=== Begin Enclosure ===

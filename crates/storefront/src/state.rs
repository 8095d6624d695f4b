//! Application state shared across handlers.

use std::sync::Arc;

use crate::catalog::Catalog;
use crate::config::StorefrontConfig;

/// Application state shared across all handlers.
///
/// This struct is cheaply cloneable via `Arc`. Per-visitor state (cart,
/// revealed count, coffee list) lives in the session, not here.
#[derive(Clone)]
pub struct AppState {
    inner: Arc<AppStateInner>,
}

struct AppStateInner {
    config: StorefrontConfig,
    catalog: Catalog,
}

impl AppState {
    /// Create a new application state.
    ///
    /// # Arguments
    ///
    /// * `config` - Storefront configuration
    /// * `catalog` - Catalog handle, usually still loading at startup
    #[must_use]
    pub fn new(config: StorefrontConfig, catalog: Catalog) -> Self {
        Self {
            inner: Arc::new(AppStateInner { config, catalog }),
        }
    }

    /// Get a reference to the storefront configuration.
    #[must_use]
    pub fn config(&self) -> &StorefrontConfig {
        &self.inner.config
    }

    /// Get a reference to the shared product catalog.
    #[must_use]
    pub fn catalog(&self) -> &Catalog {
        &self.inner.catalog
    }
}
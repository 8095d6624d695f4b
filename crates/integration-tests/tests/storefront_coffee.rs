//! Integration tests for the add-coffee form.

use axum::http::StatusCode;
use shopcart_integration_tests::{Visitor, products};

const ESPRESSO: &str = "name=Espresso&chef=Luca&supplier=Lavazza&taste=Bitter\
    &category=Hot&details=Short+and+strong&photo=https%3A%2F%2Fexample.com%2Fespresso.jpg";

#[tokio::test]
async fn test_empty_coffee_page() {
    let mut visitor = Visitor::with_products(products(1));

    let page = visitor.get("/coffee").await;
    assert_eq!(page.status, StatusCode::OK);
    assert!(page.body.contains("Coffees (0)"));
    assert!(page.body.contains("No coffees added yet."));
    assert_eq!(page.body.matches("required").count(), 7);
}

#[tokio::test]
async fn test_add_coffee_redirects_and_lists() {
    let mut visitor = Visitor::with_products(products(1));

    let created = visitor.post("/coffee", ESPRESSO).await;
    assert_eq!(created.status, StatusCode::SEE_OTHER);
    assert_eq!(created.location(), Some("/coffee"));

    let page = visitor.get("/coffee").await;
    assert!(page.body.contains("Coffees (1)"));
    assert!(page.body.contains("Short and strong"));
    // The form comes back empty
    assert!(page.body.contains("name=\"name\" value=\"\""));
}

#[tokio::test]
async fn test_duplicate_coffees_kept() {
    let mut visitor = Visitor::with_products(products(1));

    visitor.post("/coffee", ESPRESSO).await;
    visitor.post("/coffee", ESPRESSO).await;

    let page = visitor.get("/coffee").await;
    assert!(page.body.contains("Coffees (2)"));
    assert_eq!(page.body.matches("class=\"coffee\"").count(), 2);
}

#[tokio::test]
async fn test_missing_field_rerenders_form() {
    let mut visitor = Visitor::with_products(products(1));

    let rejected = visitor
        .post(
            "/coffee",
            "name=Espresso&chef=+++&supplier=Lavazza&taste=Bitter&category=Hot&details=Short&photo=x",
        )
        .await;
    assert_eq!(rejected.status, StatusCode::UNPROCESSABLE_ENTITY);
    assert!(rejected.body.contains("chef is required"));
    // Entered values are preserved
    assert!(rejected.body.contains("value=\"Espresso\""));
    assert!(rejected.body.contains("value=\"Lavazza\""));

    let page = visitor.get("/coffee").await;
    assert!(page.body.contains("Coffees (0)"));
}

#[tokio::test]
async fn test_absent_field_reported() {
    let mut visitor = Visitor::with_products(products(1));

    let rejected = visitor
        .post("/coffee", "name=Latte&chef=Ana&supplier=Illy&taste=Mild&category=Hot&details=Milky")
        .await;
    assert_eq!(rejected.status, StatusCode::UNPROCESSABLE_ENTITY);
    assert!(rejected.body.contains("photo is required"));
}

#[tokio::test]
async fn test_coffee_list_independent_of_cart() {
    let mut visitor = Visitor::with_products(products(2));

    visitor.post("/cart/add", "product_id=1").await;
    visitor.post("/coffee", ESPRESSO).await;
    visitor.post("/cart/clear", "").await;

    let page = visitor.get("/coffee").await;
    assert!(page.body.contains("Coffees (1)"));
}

=== End Enclosure ===
=== Begin Enclosure ===

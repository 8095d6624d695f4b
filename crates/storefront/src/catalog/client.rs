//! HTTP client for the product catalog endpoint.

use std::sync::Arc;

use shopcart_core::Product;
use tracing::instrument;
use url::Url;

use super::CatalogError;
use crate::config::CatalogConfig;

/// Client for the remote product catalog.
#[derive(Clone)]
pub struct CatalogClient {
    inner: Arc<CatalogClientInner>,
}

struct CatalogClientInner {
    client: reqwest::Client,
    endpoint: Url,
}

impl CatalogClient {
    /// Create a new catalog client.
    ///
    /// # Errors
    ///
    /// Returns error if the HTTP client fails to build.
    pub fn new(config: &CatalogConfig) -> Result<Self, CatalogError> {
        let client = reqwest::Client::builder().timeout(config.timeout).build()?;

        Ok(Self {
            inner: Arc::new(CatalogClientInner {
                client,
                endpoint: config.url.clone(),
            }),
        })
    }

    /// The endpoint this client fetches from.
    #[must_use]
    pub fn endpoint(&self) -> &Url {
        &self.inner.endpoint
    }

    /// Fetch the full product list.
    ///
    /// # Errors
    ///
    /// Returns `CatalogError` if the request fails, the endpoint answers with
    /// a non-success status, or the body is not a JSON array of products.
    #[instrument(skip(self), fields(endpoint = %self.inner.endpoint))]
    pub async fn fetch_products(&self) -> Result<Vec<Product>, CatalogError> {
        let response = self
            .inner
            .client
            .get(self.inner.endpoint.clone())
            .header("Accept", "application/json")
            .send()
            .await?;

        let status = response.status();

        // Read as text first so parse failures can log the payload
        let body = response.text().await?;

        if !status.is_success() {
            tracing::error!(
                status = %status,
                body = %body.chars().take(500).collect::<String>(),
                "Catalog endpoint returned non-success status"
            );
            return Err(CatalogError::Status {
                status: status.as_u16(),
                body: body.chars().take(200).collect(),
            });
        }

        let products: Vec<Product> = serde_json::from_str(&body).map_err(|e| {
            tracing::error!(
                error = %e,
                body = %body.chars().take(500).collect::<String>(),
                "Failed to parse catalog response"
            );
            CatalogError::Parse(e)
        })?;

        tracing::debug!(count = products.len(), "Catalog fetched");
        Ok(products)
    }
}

=== End Enclosure ===
=== Begin Enclosure ===

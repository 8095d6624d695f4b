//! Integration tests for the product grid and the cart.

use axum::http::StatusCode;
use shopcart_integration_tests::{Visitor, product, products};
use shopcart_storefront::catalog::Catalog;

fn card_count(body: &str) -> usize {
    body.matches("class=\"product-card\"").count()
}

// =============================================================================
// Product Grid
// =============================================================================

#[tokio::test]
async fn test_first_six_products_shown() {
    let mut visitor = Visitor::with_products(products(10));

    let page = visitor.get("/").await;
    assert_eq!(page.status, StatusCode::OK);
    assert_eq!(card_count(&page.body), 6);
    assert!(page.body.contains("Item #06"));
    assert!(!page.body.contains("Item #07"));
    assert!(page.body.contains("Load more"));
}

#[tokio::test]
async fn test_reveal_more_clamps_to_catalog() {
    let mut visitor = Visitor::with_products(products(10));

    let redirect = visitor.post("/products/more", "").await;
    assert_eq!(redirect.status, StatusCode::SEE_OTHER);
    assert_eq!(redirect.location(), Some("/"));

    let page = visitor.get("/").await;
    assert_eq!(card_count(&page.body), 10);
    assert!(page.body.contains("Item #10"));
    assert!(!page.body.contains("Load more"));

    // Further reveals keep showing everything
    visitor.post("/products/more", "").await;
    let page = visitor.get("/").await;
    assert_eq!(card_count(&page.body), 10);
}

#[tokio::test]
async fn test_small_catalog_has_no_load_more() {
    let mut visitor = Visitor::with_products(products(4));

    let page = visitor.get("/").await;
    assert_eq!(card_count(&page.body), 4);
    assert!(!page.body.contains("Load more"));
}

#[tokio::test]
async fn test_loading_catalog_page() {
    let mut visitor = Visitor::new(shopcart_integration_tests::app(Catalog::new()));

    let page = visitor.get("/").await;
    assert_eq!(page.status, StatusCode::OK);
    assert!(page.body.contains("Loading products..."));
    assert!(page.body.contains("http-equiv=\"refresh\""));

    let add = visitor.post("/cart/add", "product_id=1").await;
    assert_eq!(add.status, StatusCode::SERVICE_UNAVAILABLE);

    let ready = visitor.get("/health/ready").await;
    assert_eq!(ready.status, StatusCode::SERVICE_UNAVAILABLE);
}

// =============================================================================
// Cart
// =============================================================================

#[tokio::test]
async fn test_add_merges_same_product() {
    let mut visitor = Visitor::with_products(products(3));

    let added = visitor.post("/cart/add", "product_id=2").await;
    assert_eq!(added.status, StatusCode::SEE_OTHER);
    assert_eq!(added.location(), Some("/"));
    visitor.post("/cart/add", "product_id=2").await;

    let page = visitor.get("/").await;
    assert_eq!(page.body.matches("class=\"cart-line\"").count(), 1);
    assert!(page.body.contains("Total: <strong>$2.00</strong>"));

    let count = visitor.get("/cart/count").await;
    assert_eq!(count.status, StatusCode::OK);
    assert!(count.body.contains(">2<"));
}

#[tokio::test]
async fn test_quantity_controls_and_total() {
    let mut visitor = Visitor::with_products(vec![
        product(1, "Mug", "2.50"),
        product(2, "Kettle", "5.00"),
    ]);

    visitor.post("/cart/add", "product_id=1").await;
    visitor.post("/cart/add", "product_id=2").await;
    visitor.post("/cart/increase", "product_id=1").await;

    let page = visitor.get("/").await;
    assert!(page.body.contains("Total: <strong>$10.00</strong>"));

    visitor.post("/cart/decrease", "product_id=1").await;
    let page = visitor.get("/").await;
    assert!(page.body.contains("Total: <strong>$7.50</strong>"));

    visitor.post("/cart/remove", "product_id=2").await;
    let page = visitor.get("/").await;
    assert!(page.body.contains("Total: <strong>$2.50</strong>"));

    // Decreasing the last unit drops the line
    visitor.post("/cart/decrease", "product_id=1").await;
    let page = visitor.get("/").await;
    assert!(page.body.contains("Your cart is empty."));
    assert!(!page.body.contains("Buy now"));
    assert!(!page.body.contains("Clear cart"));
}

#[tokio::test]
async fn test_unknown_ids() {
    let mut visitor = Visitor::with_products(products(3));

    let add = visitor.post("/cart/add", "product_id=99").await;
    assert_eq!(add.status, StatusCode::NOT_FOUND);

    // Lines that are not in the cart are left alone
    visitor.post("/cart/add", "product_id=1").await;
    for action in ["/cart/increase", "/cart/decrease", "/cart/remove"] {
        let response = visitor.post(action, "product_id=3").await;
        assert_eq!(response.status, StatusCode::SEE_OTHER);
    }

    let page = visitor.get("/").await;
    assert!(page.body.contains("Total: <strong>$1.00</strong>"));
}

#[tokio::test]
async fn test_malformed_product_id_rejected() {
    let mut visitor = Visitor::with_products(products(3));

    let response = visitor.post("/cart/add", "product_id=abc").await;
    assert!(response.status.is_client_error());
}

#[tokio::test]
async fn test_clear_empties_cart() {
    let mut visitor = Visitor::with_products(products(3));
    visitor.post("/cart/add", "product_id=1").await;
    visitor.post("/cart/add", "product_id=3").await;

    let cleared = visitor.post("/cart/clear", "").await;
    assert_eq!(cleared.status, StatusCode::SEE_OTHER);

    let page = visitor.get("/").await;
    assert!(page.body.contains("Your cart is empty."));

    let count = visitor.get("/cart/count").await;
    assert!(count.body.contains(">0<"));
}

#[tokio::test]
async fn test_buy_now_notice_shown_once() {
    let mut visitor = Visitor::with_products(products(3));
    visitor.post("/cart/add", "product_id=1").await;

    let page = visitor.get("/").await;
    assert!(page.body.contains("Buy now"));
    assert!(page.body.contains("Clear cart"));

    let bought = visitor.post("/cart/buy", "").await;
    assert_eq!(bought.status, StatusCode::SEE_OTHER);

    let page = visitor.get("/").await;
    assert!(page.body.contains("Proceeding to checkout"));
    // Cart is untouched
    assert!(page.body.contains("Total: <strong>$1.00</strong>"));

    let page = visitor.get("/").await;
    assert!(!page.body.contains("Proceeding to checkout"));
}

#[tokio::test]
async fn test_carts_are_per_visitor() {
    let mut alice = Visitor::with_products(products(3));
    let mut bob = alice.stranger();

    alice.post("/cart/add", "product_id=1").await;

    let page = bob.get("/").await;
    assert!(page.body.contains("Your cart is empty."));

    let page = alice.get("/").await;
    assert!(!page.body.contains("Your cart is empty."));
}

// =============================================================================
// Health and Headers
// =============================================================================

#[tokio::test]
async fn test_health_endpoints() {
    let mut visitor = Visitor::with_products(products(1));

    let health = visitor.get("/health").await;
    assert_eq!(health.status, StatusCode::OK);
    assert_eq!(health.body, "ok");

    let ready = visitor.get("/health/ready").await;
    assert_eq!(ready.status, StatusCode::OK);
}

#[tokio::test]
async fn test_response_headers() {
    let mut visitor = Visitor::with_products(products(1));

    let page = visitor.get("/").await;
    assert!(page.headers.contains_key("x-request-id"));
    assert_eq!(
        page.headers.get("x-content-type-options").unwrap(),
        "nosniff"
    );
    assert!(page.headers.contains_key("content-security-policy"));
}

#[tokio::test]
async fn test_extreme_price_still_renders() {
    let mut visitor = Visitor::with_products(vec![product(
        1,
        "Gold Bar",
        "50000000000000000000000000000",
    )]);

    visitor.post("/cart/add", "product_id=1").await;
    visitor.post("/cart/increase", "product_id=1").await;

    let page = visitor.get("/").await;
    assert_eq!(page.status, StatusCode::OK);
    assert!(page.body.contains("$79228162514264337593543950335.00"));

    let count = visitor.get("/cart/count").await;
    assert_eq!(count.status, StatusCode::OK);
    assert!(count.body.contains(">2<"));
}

=== End Enclosure ===

#### [Task directions]
Search the data for the string "location" and copy every line where it appears.

#### [Result]
    assert_eq!(created.location(), Some("/coffee"));
    assert_eq!(redirect.location(), Some("/"));
    assert_eq!(added.location(), Some("/"));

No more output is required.